An Israeli court issued a temporary injunction on Monday, banning brokerage UTrade Premium Ltd from all investment activity, including raising funds and seeing new investors and clients, according to a report by business newspaper Calcalist. UTrade Premium’s website says that the brokerage is one of Israel’s algo-trading pioneers.
The court order followed an appeal submitted by Israeli Securities Authority (ISA) chairman Shmuel Hauser, arguing unlicensed investment activity by the company.
This is only the second time that the ISA has taken the decision to freeze activities. In his appeal to the court, Hauser stated that the ISA is suspicious that UTrade Premium is either performing securities violations, or is expected to do so. In addition, Hauser requested that the court nominate a trustee to oversee and handle UTrade Premium’s funds.

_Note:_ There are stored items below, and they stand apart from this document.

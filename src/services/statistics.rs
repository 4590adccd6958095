//! Historical trends for the statistics page.
//!
//! The full snapshot is expensive, so it is computed once per TTL window
//! and shared through the injected cache. Nothing invalidates it on writes.
//! Every series is gap filled: one point per day, month or year in the
//! window whether or not the store returned a row for it.

use std::collections::HashMap;
use std::sync::Arc;

use chrono::{Datelike, Days, Months, NaiveDate};
use serde::Serialize;
use tracing::{debug, info};

use super::ClinicError;
use crate::{
    cache::TtlCache,
    clock::Clock,
    store::{DayBucket, MonthBucket, ReportStore, YearBucket},
};

pub const STATS_CACHE_KEY: &str = "dashboard_stats_v1";
pub const DAILY_WINDOW: u64 = 30;
pub const MONTHLY_WINDOW: u32 = 12;
pub const YEARLY_WINDOW: i32 = 5;

#[derive(Debug, Clone, PartialEq, Eq, Serialize)]
pub struct Kpi {
    pub total_patients: i64,
    pub total_appointments: i64,
    pub appointments_today: i64,
    pub appointments_month: i64,
}

#[derive(Debug, Clone, PartialEq, Eq, Serialize)]
pub struct TrendPoint {
    pub date: String,
    pub count: i64,
}

#[derive(Debug, Clone, PartialEq, Eq, Serialize)]
pub struct RevenuePoint {
    pub date: String,
    pub value_cents: i64,
}

#[derive(Debug, Clone, PartialEq, Eq, Serialize)]
pub struct Trends {
    pub daily: Vec<TrendPoint>,
    pub monthly: Vec<TrendPoint>,
    pub yearly: Vec<TrendPoint>,
}

#[derive(Debug, Clone, PartialEq, Eq, Serialize)]
pub struct RevenueTrends {
    pub daily: Vec<RevenuePoint>,
    pub monthly: Vec<RevenuePoint>,
}

#[derive(Debug, Clone, PartialEq, Eq, Serialize)]
pub struct AgeBand {
    pub name: &'static str,
    pub value: i64,
}

#[derive(Debug, Clone, PartialEq, Eq, Serialize)]
pub struct Insight {
    #[serde(rename = "type")]
    pub kind: &'static str,
    pub title: &'static str,
    pub description: &'static str,
    pub confidence: u8,
    pub icon: &'static str,
}

#[derive(Debug, Clone, PartialEq, Eq, Serialize)]
pub struct StatisticsSnapshot {
    pub kpi: Kpi,
    pub trends: Trends,
    pub revenue: RevenueTrends,
    pub demographics: Vec<AgeBand>,
    pub insights: Vec<Insight>,
}

/* -------------------------
   Gap filling
--------------------------*/

fn days_back(today: NaiveDate, n: u64) -> NaiveDate {
    today.checked_sub_days(Days::new(n)).unwrap_or(NaiveDate::MIN)
}

fn first_of_month(day: NaiveDate) -> NaiveDate {
    day.with_day(1).unwrap_or(day)
}

fn months_back(day: NaiveDate, n: u32) -> NaiveDate {
    first_of_month(day)
        .checked_sub_months(Months::new(n))
        .unwrap_or(NaiveDate::MIN)
}

/// Oldest first, `DAILY_WINDOW` points ending on `today`.
pub fn fill_daily(today: NaiveDate, rows: &[DayBucket]) -> (Vec<TrendPoint>, Vec<RevenuePoint>) {
    let by_day: HashMap<NaiveDate, &DayBucket> = rows.iter().map(|r| (r.day, r)).collect();

    (0..DAILY_WINDOW)
        .rev()
        .map(|back| {
            let day = days_back(today, back);
            let label = day.format("%d/%m").to_string();
            let row = by_day.get(&day);
            (
                TrendPoint {
                    date: label.clone(),
                    count: row.map_or(0, |r| r.count),
                },
                RevenuePoint {
                    date: label,
                    value_cents: row.map_or(0, |r| r.revenue_cents),
                },
            )
        })
        .unzip()
}

/// Oldest first, `MONTHLY_WINDOW` points ending on the month of `today`.
pub fn fill_monthly(
    today: NaiveDate,
    rows: &[MonthBucket],
) -> (Vec<TrendPoint>, Vec<RevenuePoint>) {
    let by_month: HashMap<(i32, u32), &MonthBucket> =
        rows.iter().map(|r| ((r.year, r.month), r)).collect();

    (0..MONTHLY_WINDOW)
        .rev()
        .map(|back| {
            let month = months_back(today, back);
            let label = month.format("%b %Y").to_string();
            let row = by_month.get(&(month.year(), month.month()));
            (
                TrendPoint {
                    date: label.clone(),
                    count: row.map_or(0, |r| r.count),
                },
                RevenuePoint {
                    date: label,
                    value_cents: row.map_or(0, |r| r.revenue_cents),
                },
            )
        })
        .unzip()
}

pub fn fill_yearly(current_year: i32, rows: &[YearBucket]) -> Vec<TrendPoint> {
    let by_year: HashMap<i32, i64> = rows.iter().map(|r| (r.year, r.count)).collect();
    (current_year - YEARLY_WINDOW + 1..=current_year)
        .map(|year| TrendPoint {
            date: year.to_string(),
            count: by_year.get(&year).copied().unwrap_or(0),
        })
        .collect()
}

/* -------------------------
   Demographics & insights
--------------------------*/

/// Bands are inclusive on the upper bound: 18 is a minor, 51 is "50+".
pub fn age_bands(ages: &[(i32, i64)]) -> Vec<AgeBand> {
    let mut counts = [0_i64; 4];
    for &(age, patients) in ages {
        let band = match age {
            i32::MIN..=18 => 0,
            19..=35 => 1,
            36..=50 => 2,
            _ => 3,
        };
        counts[band] += patients;
    }
    ["0-18", "19-35", "36-50", "50+"]
        .into_iter()
        .zip(counts)
        .map(|(name, value)| AgeBand { name, value })
        .collect()
}

/// Rule-based blurbs. Only the middle one depends on the data: this month
/// against the average month of the whole history.
pub fn insights(total_appointments: i64, this_month: i64) -> Vec<Insight> {
    let growing = this_month > 0 && (this_month as f64) > (total_appointments as f64 / 12.0);

    let activity = if growing {
        Insight {
            kind: "growth",
            title: "Croissance d'Activité",
            description: "Votre activité ce mois-ci est supérieure à la moyenne mensuelle. Tendance positive détectée.",
            confidence: 92,
            icon: "Zap",
        }
    } else {
        Insight {
            kind: "info",
            title: "Activité Stable",
            description: "Le volume de rendez-vous est conforme à votre moyenne habituelle.",
            confidence: 95,
            icon: "Activity",
        }
    };

    vec![
        Insight {
            kind: "prediction",
            title: "Prévision de Charge",
            description: "Basé sur l'historique, les lundis et jeudis seront probablement les jours les plus chargés le mois prochain.",
            confidence: 85,
            icon: "TrendingUp",
        },
        activity,
        Insight {
            kind: "retention",
            title: "Fidélisation Patients",
            description: "70% de vos patients sont revenus pour une consultation de suivi dans les 6 derniers mois.",
            confidence: 78,
            icon: "Users",
        },
    ]
}

/* -------------------------
   Snapshot
--------------------------*/

pub async fn compute_snapshot<S>(store: &S, today: NaiveDate) -> Result<StatisticsSnapshot, ClinicError>
where
    S: ReportStore + ?Sized,
{
    let month_start = first_of_month(today);
    let month_end = month_start
        .checked_add_months(Months::new(1))
        .and_then(|d| d.pred_opt())
        .unwrap_or(today);

    let kpi = Kpi {
        total_patients: store.count_patients().await?,
        total_appointments: store.count_appointments().await?,
        appointments_today: store.count_appointments_between(today, today).await?,
        appointments_month: store
            .count_appointments_between(month_start, month_end)
            .await?,
    };

    let day_rows = store
        .day_buckets(days_back(today, DAILY_WINDOW - 1), today)
        .await?;
    // the current month is counted whole, future bookings included
    let month_rows = store
        .month_buckets(months_back(today, MONTHLY_WINDOW - 1), month_end)
        .await?;
    let year_rows = store
        .year_buckets(today.year() - YEARLY_WINDOW + 1, today.year())
        .await?;
    let ages = store.patient_ages(today).await?;

    let (daily, daily_revenue) = fill_daily(today, &day_rows);
    let (monthly, monthly_revenue) = fill_monthly(today, &month_rows);

    Ok(StatisticsSnapshot {
        insights: insights(kpi.total_appointments, kpi.appointments_month),
        kpi,
        trends: Trends {
            daily,
            monthly,
            yearly: fill_yearly(today.year(), &year_rows),
        },
        revenue: RevenueTrends {
            daily: daily_revenue,
            monthly: monthly_revenue,
        },
        demographics: age_bands(&ages),
    })
}

/// Cached snapshot. Two callers missing at once may both recompute; the
/// computation only reads.
pub async fn trends<S>(
    store: &S,
    cache: &TtlCache<Arc<StatisticsSnapshot>>,
    clock: &dyn Clock,
) -> Result<Arc<StatisticsSnapshot>, ClinicError>
where
    S: ReportStore + ?Sized,
{
    if let Some(hit) = cache.get(STATS_CACHE_KEY).await {
        debug!("statistics served from cache");
        return Ok(hit);
    }

    let snapshot = Arc::new(compute_snapshot(store, clock.today()).await?);
    cache.insert(STATS_CACHE_KEY, snapshot.clone()).await;
    info!("statistics snapshot recomputed");
    Ok(snapshot)
}

/* -------------------------
   Range & chart
--------------------------*/

#[derive(Debug, Clone, Copy, PartialEq, Eq, Serialize)]
pub struct AvailableRange {
    pub min_year: i32,
    pub max_year: i32,
}

pub async fn available_range<S>(store: &S, clock: &dyn Clock) -> Result<AvailableRange, ClinicError>
where
    S: ReportStore + ?Sized,
{
    let current = clock.today().year();
    Ok(match store.appointment_date_range().await? {
        Some((min, max)) => AvailableRange {
            min_year: min.year(),
            max_year: max.year(),
        },
        None => AvailableRange {
            min_year: current,
            max_year: current,
        },
    })
}

#[derive(Debug, Clone, Copy, PartialEq, Eq)]
pub enum ChartView {
    Year,
    Month,
}

impl ChartView {
    pub fn parse(raw: &str) -> Option<Self> {
        match raw.trim().to_ascii_lowercase().as_str() {
            "year" => Some(ChartView::Year),
            "month" => Some(ChartView::Month),
            _ => None,
        }
    }
}

#[derive(Debug, Clone, PartialEq, Eq, Serialize)]
pub struct ChartPoint {
    pub date: String,
    pub count: i64,
    pub revenue_cents: i64,
}

fn chart_target_error(view: ChartView) -> ClinicError {
    match view {
        ChartView::Year => ClinicError::invalid("target", "target must be a year (YYYY)"),
        ChartView::Month => ClinicError::invalid("target", "target must be a month (YYYY-MM)"),
    }
}

/// `year` gives 12 monthly points, `month` one point per calendar day.
pub async fn chart<S>(store: &S, view: &str, target: &str) -> Result<Vec<ChartPoint>, ClinicError>
where
    S: ReportStore + ?Sized,
{
    let view = ChartView::parse(view)
        .ok_or_else(|| ClinicError::invalid("view", "view must be year or month"))?;

    match view {
        ChartView::Year => {
            let year: i32 = target
                .trim()
                .parse()
                .map_err(|_| chart_target_error(view))?;
            let from = NaiveDate::from_ymd_opt(year, 1, 1).ok_or_else(|| chart_target_error(view))?;
            let to = NaiveDate::from_ymd_opt(year, 12, 31).ok_or_else(|| chart_target_error(view))?;

            let rows = store.month_buckets(from, to).await?;
            let by_month: HashMap<u32, &MonthBucket> = rows.iter().map(|r| (r.month, r)).collect();

            Ok((1..=12)
                .filter_map(|m| NaiveDate::from_ymd_opt(year, m, 1))
                .map(|first| {
                    let row = by_month.get(&first.month());
                    ChartPoint {
                        date: first.format("%b").to_string(),
                        count: row.map_or(0, |r| r.count),
                        revenue_cents: row.map_or(0, |r| r.revenue_cents),
                    }
                })
                .collect())
        }
        ChartView::Month => {
            let (year, month) =
                super::queue::parse_month(target).map_err(|_| chart_target_error(view))?;
            let from = NaiveDate::from_ymd_opt(year, month, 1).ok_or_else(|| chart_target_error(view))?;
            let to = from
                .checked_add_months(Months::new(1))
                .and_then(|d| d.pred_opt())
                .ok_or_else(|| chart_target_error(view))?;

            let rows = store.day_buckets(from, to).await?;
            let by_day: HashMap<NaiveDate, &DayBucket> = rows.iter().map(|r| (r.day, r)).collect();

            Ok(from
                .iter_days()
                .take_while(|d| *d <= to)
                .map(|day| {
                    let row = by_day.get(&day);
                    ChartPoint {
                        date: day.format("%d").to_string(),
                        count: row.map_or(0, |r| r.count),
                        revenue_cents: row.map_or(0, |r| r.revenue_cents),
                    }
                })
                .collect())
        }
    }
}
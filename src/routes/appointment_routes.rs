// src/routes/appointment_routes.rs

use axum::{
    Json, Router,
    extract::{Path, State, rejection::JsonRejection},
    routing::{get, post, put},
};
use serde::Deserialize;

use super::ApiOk;
use crate::{
    error::ApiError,
    models::{AppState, Appointment},
    services::{
        booking::{self, BookingRequest},
        details::{self, DetailsRequest, PreviousVisit},
        queue::{self, MonthlyCounts, QueueView},
        status::{self, StatusChange},
    },
};

// One parameter name per path segment: the router rejects `{date}` and
// `{id}` side by side, so `/appointments/{id}` also carries the queue date.
pub fn router() -> Router<AppState> {
    Router::new()
        .route("/appointments", get(get_today_queue).post(book_appointment))
        .route("/appointments/{id}", get(get_queue_for_date))
        .route("/appointments/monthly-counts/{month}", get(get_monthly_counts))
        .route("/appointments/update-status", post(update_status))
        .route("/appointments/toggle-mutuelle", post(toggle_mutuelle))
        .route("/appointments/update-price", post(update_price))
        .route("/appointments/{id}/add-control", post(add_control))
        .route("/appointments/{id}/details", put(edit_details))
        .route("/appointments/{id}/last-info", get(get_last_info))
}

/* ============================================================
   Request bodies
   ============================================================ */

#[derive(Debug, Deserialize)]
pub struct StatusBody {
    pub appointment_id: i64,
    pub status: String,
}

#[derive(Debug, Deserialize)]
pub struct AppointmentRef {
    pub appointment_id: i64,
}

#[derive(Debug, Deserialize)]
pub struct PriceBody {
    pub appointment_id: i64,
    pub price: f64,
    #[serde(default)]
    pub payment_method: Option<String>,
}

/* ============================================================
   Queue
   ============================================================ */

pub async fn get_today_queue(
    State(state): State<AppState>,
) -> Result<Json<ApiOk<QueueView>>, ApiError> {
    let view = queue::queue_for_date(state.store.as_ref(), state.clock.as_ref(), None).await?;
    Ok(Json(ApiOk::new(view)))
}

pub async fn get_queue_for_date(
    State(state): State<AppState>,
    Path(date): Path<String>,
) -> Result<Json<ApiOk<QueueView>>, ApiError> {
    let view =
        queue::queue_for_date(state.store.as_ref(), state.clock.as_ref(), Some(&date)).await?;
    Ok(Json(ApiOk::new(view)))
}

pub async fn get_monthly_counts(
    State(state): State<AppState>,
    Path(month): Path<String>,
) -> Result<Json<ApiOk<MonthlyCounts>>, ApiError> {
    let counts = queue::monthly_counts(state.store.as_ref(), &month).await?;
    Ok(Json(ApiOk::new(counts)))
}

/* ============================================================
   Booking
   ============================================================ */

pub async fn book_appointment(
    State(state): State<AppState>,
    payload: Result<Json<BookingRequest>, JsonRejection>,
) -> Result<Json<ApiOk<Appointment>>, ApiError> {
    let Json(body) = payload?;
    let appointment = booking::book(state.store.as_ref(), state.clock.as_ref(), body).await?;
    Ok(Json(ApiOk::with_message(appointment, "Appointment created")))
}

pub async fn add_control(
    State(state): State<AppState>,
    Path(patient_id): Path<i64>,
) -> Result<Json<ApiOk<Appointment>>, ApiError> {
    let appointment =
        booking::add_control(state.store.as_ref(), state.clock.as_ref(), patient_id).await?;
    let message = format!(
        "Control appointment added for {}",
        appointment.appointment_date.format("%d/%m/%Y")
    );
    Ok(Json(ApiOk::with_message(appointment, message)))
}

/* ============================================================
   Status & edits
   ============================================================ */

pub async fn update_status(
    State(state): State<AppState>,
    payload: Result<Json<StatusBody>, JsonRejection>,
) -> Result<Json<ApiOk<StatusChange>>, ApiError> {
    let Json(body) = payload?;
    let change = status::set_status(
        state.store.as_ref(),
        state.clock.as_ref(),
        body.appointment_id,
        &body.status,
    )
    .await?;
    Ok(Json(ApiOk::with_message(change, "Status updated")))
}

pub async fn toggle_mutuelle(
    State(state): State<AppState>,
    payload: Result<Json<AppointmentRef>, JsonRejection>,
) -> Result<Json<ApiOk<Appointment>>, ApiError> {
    let Json(body) = payload?;
    let appointment =
        details::toggle_insurance(state.store.as_ref(), state.clock.as_ref(), body.appointment_id)
            .await?;
    Ok(Json(ApiOk::new(appointment)))
}

pub async fn update_price(
    State(state): State<AppState>,
    payload: Result<Json<PriceBody>, JsonRejection>,
) -> Result<Json<ApiOk<Appointment>>, ApiError> {
    let Json(body) = payload?;
    let appointment = details::update_price(
        state.store.as_ref(),
        state.clock.as_ref(),
        body.appointment_id,
        body.price,
        body.payment_method.as_deref(),
    )
    .await?;
    Ok(Json(ApiOk::with_message(appointment, "Price updated")))
}

pub async fn edit_details(
    State(state): State<AppState>,
    Path(appointment_id): Path<i64>,
    payload: Result<Json<DetailsRequest>, JsonRejection>,
) -> Result<Json<ApiOk<()>>, ApiError> {
    let Json(body) = payload?;
    details::edit_details(state.store.as_ref(), state.clock.as_ref(), appointment_id, body)
        .await?;
    Ok(Json(ApiOk::with_message((), "Appointment details updated")))
}

pub async fn get_last_info(
    State(state): State<AppState>,
    Path(appointment_id): Path<i64>,
) -> Result<Json<ApiOk<PreviousVisit>>, ApiError> {
    let visit = details::last_info(state.store.as_ref(), appointment_id).await?;
    Ok(Json(ApiOk::new(visit)))
}
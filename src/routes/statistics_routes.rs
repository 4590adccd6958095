// src/routes/statistics_routes.rs

use axum::{
    Json, Router,
    extract::{Query, State},
    routing::get,
};
use serde::Deserialize;

use super::ApiOk;
use crate::{
    error::ApiError,
    models::AppState,
    services::statistics::{self, AvailableRange, ChartPoint, StatisticsSnapshot},
};

pub fn router() -> Router<AppState> {
    Router::new()
        .route("/dashboard", get(get_statistics))
        .route("/available-range", get(get_available_range))
        .route("/chart", get(get_chart))
}

#[derive(Debug, Deserialize)]
pub struct ChartQuery {
    pub view: Option<String>,
    pub target: Option<String>,
}

pub async fn get_statistics(
    State(state): State<AppState>,
) -> Result<Json<ApiOk<StatisticsSnapshot>>, ApiError> {
    let snapshot = statistics::trends(
        state.store.as_ref(),
        &state.stats_cache,
        state.clock.as_ref(),
    )
    .await?;
    Ok(Json(ApiOk::new(StatisticsSnapshot::clone(&snapshot))))
}

pub async fn get_available_range(
    State(state): State<AppState>,
) -> Result<Json<ApiOk<AvailableRange>>, ApiError> {
    let range = statistics::available_range(state.store.as_ref(), state.clock.as_ref()).await?;
    Ok(Json(ApiOk::new(range)))
}

pub async fn get_chart(
    State(state): State<AppState>,
    Query(q): Query<ChartQuery>,
) -> Result<Json<ApiOk<Vec<ChartPoint>>>, ApiError> {
    let view = q.view.as_deref().unwrap_or("year");
    let target = q.target.as_deref().unwrap_or_default();
    let points = statistics::chart(state.store.as_ref(), view, target).await?;
    Ok(Json(ApiOk::new(points)))
}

Getting out while the going is good
The ISA audit, performed last week, revealed that 40 of UTrade Premium’s 350 clients have asked to withdraw their investments during the passing months, and are still in the middle of the payment procedure.
The audit also revealed that since the ISA banned the brokerage from signing new clients last May, it has nonetheless acquired 44 new clients, pouring $3.5 million into UTrade Premium’s bank account.
“We suspect UTrade Premium investors’ funds were transferred from company’s account for other proposes then agreed upon,” ISA report noted. “In addition, we suspect that UTrade Premium is seeking for new investors, though the company will not be able to restore investors’ funds out of known insolvency”.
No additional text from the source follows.